» Work required: Lines outside the range are not wanted. Give again exactly the lines between the line holding "pub struct LoggingConfig" and the line holding "#[derive(Debug, Clone, Copy, PartialEq, Eq)]", inclusive, from the listing below.

» Records supplied:
◇ ◇ ◇
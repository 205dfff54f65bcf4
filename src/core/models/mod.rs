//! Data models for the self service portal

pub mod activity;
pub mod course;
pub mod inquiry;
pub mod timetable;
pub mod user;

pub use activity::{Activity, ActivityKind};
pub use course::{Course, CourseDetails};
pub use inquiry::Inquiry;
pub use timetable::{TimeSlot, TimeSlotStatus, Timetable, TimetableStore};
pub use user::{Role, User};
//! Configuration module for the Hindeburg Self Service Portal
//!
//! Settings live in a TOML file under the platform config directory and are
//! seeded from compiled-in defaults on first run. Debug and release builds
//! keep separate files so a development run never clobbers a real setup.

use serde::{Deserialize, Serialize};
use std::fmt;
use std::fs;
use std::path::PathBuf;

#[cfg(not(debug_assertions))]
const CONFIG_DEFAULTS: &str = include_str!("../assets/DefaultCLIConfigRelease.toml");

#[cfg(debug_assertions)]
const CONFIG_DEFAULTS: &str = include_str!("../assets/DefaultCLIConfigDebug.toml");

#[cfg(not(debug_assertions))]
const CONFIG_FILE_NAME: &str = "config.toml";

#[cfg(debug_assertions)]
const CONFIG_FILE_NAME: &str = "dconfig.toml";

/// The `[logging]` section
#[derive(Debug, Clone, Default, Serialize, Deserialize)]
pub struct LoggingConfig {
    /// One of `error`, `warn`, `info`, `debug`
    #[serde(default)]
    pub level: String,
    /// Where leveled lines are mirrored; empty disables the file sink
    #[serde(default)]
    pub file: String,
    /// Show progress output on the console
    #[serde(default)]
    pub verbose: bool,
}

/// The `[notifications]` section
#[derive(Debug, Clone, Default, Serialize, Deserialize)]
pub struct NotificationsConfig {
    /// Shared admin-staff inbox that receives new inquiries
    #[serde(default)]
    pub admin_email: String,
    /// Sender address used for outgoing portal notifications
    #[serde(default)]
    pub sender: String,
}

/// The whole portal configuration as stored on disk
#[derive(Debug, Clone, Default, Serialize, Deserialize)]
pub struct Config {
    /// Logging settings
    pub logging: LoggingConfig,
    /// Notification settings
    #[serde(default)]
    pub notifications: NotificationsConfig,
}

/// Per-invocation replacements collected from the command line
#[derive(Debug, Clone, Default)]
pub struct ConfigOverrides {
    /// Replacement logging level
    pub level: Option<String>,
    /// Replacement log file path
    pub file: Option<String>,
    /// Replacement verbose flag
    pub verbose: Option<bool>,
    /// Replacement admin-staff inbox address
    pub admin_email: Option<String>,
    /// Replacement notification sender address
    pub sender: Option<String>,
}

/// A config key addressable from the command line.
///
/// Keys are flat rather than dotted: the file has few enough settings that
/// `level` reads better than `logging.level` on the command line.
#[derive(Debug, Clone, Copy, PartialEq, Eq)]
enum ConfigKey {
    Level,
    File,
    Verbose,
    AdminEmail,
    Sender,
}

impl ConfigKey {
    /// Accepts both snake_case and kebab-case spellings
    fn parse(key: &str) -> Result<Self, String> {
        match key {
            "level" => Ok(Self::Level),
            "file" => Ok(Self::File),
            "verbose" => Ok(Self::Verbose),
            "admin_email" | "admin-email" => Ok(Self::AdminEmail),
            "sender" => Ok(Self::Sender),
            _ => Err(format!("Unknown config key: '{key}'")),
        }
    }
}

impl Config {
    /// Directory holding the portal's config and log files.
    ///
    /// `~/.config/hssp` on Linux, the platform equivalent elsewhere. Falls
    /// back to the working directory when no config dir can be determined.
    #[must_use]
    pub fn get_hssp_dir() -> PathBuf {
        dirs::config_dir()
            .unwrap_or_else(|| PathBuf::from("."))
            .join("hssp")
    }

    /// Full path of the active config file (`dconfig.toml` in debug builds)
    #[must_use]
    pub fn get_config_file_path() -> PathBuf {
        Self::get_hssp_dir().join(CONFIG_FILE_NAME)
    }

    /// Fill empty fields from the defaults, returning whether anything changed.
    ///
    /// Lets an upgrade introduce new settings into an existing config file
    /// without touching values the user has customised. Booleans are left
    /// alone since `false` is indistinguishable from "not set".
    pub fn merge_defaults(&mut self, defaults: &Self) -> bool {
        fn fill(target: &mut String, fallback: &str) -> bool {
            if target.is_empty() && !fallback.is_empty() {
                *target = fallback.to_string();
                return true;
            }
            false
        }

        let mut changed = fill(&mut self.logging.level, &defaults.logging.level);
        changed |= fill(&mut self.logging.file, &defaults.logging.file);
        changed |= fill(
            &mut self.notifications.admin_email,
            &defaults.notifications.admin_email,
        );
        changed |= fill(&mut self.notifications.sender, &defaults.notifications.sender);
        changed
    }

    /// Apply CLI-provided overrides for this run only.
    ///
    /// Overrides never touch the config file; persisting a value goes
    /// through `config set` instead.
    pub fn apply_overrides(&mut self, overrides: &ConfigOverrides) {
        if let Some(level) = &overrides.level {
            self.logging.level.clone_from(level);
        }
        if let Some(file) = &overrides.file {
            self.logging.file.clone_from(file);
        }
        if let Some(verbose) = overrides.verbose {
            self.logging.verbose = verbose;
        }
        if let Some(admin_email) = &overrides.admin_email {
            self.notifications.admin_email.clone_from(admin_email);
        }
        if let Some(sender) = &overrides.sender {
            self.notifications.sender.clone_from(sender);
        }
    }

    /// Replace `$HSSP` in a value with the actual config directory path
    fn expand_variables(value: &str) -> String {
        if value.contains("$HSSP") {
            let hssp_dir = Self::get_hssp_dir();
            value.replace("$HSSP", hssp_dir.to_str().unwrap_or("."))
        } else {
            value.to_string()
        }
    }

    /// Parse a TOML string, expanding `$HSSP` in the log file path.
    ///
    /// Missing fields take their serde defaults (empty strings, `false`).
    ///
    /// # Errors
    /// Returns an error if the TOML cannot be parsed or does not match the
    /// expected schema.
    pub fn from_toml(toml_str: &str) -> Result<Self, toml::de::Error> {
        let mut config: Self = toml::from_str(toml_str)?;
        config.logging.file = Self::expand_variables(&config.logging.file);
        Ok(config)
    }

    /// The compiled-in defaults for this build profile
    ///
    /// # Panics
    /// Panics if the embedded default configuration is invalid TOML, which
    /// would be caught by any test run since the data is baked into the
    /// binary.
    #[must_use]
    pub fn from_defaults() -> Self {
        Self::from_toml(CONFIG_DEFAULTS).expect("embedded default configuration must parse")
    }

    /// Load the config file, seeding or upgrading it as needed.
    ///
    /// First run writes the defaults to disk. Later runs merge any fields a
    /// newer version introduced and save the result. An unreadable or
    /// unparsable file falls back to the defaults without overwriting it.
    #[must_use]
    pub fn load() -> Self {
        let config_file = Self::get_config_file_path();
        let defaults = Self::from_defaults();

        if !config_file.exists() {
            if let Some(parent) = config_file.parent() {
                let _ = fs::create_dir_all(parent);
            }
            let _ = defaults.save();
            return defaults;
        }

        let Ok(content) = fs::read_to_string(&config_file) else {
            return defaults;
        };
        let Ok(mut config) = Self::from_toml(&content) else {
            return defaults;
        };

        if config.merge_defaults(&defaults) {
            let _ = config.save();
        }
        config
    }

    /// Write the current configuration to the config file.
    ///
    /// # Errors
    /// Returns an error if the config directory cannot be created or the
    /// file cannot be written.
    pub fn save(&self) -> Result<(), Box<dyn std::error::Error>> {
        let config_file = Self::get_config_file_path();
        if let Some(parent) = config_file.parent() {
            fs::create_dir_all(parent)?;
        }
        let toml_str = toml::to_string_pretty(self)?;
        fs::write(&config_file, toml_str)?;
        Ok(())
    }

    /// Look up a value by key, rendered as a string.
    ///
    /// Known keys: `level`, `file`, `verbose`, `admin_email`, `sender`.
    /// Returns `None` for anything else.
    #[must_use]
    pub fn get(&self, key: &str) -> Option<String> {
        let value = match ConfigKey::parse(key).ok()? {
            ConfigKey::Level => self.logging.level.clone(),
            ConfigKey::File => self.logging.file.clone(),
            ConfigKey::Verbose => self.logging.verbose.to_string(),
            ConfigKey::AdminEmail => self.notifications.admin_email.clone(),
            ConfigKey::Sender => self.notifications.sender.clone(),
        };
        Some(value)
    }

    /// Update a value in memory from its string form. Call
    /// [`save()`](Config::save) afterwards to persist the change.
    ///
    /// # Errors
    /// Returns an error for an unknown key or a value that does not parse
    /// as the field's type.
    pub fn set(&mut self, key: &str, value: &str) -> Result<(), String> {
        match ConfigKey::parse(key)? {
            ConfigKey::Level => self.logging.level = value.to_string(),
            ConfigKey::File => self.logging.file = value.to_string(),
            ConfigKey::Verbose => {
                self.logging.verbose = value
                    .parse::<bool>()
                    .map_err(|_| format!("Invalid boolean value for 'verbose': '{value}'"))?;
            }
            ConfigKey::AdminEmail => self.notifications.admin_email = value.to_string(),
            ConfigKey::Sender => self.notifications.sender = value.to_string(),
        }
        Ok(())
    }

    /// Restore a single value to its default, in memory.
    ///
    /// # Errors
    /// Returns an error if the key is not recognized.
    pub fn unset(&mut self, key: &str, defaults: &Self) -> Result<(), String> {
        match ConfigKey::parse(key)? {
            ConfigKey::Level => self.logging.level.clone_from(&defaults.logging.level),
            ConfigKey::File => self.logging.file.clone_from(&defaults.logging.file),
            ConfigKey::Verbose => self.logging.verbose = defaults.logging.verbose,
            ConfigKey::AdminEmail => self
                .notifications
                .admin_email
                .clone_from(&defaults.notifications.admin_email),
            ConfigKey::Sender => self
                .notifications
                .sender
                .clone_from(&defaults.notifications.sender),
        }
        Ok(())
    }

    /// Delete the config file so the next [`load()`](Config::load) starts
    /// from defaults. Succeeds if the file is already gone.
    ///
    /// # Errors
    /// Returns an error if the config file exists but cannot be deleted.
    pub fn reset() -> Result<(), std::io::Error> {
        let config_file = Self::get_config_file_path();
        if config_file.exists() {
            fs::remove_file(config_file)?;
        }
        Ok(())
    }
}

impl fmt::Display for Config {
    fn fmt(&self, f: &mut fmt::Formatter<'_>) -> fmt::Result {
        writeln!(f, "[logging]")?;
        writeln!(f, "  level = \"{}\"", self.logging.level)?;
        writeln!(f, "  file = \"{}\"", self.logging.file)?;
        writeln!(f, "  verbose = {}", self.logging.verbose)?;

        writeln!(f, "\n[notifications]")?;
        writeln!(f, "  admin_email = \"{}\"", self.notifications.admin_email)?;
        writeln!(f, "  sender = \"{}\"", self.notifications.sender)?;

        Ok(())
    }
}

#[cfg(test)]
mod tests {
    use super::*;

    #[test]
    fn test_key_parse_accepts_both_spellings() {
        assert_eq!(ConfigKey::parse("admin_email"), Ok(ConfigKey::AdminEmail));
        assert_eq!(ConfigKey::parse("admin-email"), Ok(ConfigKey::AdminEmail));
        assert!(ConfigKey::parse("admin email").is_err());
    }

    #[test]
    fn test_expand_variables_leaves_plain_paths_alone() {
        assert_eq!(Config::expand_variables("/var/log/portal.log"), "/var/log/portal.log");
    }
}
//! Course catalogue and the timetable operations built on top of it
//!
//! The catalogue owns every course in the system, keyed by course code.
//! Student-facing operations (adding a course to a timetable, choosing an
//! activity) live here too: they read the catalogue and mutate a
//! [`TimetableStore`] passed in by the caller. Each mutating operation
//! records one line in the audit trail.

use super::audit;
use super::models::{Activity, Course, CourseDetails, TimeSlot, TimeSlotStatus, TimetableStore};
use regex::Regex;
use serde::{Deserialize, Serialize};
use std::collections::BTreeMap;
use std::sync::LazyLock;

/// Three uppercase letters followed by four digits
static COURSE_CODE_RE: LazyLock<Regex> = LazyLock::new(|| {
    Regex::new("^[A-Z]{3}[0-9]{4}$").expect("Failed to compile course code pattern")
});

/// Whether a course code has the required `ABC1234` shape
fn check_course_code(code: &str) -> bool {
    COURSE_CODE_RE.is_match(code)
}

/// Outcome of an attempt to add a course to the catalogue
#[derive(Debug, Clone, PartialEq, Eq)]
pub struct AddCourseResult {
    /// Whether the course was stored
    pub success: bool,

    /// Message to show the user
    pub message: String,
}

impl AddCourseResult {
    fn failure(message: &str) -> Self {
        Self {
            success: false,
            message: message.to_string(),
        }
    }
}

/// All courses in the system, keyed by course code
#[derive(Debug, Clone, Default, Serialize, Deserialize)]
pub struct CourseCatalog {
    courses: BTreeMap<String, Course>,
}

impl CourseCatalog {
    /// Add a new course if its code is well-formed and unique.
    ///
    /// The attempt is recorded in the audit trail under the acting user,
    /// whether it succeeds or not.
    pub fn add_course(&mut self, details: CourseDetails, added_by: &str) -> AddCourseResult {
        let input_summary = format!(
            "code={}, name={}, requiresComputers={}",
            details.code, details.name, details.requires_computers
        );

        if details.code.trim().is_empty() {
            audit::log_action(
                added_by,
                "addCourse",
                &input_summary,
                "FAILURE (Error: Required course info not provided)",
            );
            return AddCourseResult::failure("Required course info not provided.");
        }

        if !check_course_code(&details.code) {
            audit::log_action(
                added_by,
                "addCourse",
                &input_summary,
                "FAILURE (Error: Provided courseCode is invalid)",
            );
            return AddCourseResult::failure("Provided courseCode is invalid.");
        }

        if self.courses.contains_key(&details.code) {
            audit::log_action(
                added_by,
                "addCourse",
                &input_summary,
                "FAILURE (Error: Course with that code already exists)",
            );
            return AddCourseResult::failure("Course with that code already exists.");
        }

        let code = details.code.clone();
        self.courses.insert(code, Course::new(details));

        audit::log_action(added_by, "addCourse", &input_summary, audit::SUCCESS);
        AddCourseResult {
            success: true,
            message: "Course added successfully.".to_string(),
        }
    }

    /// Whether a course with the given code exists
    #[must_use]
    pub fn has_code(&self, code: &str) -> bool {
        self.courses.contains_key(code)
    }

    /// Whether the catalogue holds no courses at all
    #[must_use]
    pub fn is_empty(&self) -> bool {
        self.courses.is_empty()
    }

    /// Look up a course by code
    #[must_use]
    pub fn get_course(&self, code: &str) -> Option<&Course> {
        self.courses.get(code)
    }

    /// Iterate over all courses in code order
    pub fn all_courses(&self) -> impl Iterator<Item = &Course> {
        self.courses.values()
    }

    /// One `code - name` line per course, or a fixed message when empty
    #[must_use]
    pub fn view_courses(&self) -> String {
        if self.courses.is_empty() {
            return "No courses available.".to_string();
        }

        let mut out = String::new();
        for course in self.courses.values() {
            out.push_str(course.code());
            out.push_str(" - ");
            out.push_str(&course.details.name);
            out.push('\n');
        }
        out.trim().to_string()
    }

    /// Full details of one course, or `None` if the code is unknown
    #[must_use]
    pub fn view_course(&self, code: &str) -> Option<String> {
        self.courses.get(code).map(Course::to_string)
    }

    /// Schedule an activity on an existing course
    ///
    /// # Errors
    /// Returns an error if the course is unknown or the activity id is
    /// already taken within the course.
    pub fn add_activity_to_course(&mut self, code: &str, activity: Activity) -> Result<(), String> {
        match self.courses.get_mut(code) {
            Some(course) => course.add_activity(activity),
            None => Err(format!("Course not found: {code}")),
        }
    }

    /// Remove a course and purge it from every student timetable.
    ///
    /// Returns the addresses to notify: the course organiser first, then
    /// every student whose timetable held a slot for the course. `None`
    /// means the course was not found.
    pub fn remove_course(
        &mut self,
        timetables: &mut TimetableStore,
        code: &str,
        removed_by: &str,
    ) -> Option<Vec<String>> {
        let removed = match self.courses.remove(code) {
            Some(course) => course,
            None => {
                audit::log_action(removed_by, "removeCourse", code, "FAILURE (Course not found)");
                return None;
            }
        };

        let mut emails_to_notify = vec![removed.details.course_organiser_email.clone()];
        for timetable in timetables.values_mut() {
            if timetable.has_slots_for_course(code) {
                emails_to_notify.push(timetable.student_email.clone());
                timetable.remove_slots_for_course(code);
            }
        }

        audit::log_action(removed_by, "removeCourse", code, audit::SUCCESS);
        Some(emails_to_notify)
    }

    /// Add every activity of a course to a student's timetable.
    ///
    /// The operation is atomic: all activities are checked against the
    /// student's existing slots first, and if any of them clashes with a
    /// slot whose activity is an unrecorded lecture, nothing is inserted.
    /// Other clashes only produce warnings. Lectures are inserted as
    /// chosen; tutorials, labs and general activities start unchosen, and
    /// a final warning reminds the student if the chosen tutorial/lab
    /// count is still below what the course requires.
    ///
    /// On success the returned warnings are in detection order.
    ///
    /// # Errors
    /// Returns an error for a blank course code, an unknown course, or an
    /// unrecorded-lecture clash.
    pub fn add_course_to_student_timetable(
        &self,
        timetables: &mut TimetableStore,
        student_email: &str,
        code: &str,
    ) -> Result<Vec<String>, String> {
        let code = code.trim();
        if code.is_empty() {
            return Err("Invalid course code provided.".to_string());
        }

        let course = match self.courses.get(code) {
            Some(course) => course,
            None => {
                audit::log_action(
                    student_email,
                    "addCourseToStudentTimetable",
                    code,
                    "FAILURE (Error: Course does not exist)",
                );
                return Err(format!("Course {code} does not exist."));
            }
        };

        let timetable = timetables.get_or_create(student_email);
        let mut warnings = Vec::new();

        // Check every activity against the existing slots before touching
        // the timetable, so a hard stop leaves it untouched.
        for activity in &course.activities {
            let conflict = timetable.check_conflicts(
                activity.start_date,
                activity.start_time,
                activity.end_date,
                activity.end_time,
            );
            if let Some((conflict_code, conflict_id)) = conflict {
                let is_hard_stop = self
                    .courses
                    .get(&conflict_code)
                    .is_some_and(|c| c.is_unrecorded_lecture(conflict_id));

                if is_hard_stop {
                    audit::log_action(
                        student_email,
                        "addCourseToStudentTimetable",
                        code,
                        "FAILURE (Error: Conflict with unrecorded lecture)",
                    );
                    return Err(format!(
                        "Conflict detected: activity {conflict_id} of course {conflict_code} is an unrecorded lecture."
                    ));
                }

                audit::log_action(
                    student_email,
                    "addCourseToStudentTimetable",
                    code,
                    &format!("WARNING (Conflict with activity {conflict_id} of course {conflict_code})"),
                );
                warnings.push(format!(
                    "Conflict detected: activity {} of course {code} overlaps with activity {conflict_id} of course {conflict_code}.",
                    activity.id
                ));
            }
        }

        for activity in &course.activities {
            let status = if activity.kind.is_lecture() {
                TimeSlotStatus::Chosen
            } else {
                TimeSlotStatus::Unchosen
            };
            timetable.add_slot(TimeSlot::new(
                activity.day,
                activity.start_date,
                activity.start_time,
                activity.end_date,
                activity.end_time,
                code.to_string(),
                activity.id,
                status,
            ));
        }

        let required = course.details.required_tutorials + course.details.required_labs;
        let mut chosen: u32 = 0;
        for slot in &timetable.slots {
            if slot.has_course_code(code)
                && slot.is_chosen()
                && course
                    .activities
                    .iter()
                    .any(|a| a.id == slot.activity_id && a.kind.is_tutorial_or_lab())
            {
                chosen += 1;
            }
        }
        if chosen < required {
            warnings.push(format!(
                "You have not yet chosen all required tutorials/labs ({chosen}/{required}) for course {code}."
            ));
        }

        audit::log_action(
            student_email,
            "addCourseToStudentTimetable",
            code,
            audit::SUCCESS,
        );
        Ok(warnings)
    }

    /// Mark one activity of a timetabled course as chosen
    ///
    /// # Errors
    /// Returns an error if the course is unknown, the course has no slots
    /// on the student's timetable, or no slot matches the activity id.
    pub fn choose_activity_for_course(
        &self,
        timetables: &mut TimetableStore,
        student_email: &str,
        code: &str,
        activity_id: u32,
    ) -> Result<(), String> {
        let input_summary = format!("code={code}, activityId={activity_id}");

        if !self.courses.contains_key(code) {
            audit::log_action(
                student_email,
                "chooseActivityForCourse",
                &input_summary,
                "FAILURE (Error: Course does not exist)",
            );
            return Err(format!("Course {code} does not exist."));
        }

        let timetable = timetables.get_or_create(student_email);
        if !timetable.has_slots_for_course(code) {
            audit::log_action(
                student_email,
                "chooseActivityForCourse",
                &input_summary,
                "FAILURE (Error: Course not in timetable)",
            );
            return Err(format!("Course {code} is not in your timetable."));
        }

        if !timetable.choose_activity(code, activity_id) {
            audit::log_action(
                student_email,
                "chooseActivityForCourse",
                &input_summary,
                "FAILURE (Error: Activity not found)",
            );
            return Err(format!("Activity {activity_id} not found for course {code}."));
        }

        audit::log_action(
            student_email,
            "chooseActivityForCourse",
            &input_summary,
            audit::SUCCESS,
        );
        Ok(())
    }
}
◇ ◇ ◇
» Result of the exercise:
pub struct LoggingConfig {
    /// One of `error`, `warn`, `info`, `debug`
    #[serde(default)]
    pub level: String,
    /// Where leveled lines are mirrored; empty disables the file sink
    #[serde(default)]
    pub file: String,
    /// Show progress output on the console
    #[serde(default)]
    pub verbose: bool,
}

/// The `[notifications]` section
#[derive(Debug, Clone, Default, Serialize, Deserialize)]
pub struct NotificationsConfig {
    /// Shared admin-staff inbox that receives new inquiries
    #[serde(default)]
    pub admin_email: String,
    /// Sender address used for outgoing portal notifications
    #[serde(default)]
    pub sender: String,
}

/// The whole portal configuration as stored on disk
#[derive(Debug, Clone, Default, Serialize, Deserialize)]
pub struct Config {
    /// Logging settings
    pub logging: LoggingConfig,
    /// Notification settings
    #[serde(default)]
    pub notifications: NotificationsConfig,
}

/// Per-invocation replacements collected from the command line
#[derive(Debug, Clone, Default)]
pub struct ConfigOverrides {
    /// Replacement logging level
    pub level: Option<String>,
    /// Replacement log file path
    pub file: Option<String>,
    /// Replacement verbose flag
    pub verbose: Option<bool>,
    /// Replacement admin-staff inbox address
    pub admin_email: Option<String>,
    /// Replacement notification sender address
    pub sender: Option<String>,
}

/// A config key addressable from the command line.
///
/// Keys are flat rather than dotted: the file has few enough settings that
/// `level` reads better than `logging.level` on the command line.
#[derive(Debug, Clone, Copy, PartialEq, Eq)]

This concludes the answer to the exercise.